Data entries
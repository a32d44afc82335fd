use crate::error::Result;
use async_trait::async_trait;
use std::collections::{HashSet, VecDeque};
use std::sync::Arc;
use tokio::sync::RwLock;

/// Default number of delivery ids remembered by [`MemoryIdempotencyStore`].
pub const DEFAULT_CAPACITY: usize = 10_000;

/// Trait for storing processed delivery ids to prevent duplicate processing
#[async_trait]
pub trait IdempotencyStore: Send + Sync {
    /// Check if a delivery has already been processed
    async fn is_processed(&self, delivery_id: &str) -> Result<bool>;

    /// Mark a delivery as processed
    async fn mark_processed(&self, delivery_id: String) -> Result<()>;
}

/// In-memory idempotency store.
///
/// Remembers the most recent `capacity` delivery ids; the oldest id is
/// forgotten first. Entries do not survive a restart, so a redelivery after
/// a restart is dispatched again.
pub struct MemoryIdempotencyStore {
    inner: Arc<RwLock<Seen>>,
    capacity: usize,
}

#[derive(Default)]
struct Seen {
    ids: HashSet<String>,
    order: VecDeque<String>,
}

impl MemoryIdempotencyStore {
    pub fn new() -> Self {
        Self::with_capacity(DEFAULT_CAPACITY)
    }

    pub fn with_capacity(capacity: usize) -> Self {
        Self {
            inner: Arc::new(RwLock::new(Seen::default())),
            capacity: capacity.max(1),
        }
    }

    pub async fn len(&self) -> usize {
        self.inner.read().await.ids.len()
    }

    pub async fn is_empty(&self) -> bool {
        self.inner.read().await.ids.is_empty()
    }
}

impl Default for MemoryIdempotencyStore {
    fn default() -> Self {
        Self::new()
    }
}

#[async_trait]
impl IdempotencyStore for MemoryIdempotencyStore {
    async fn is_processed(&self, delivery_id: &str) -> Result<bool> {
        let seen = self.inner.read().await;
        Ok(seen.ids.contains(delivery_id))
    }

    async fn mark_processed(&self, delivery_id: String) -> Result<()> {
        let mut seen = self.inner.write().await;
        if !seen.ids.insert(delivery_id.clone()) {
            return Ok(());
        }
        seen.order.push_back(delivery_id);

        while seen.order.len() > self.capacity {
            if let Some(oldest) = seen.order.pop_front() {
                seen.ids.remove(&oldest);
            }
        }
        Ok(())
    }
}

* **EXERCISE AIM**:
What is the number of lines in the entries above that hold the string "inner"? Please state that number alone.

* **EXPECTED ANSWER**:
6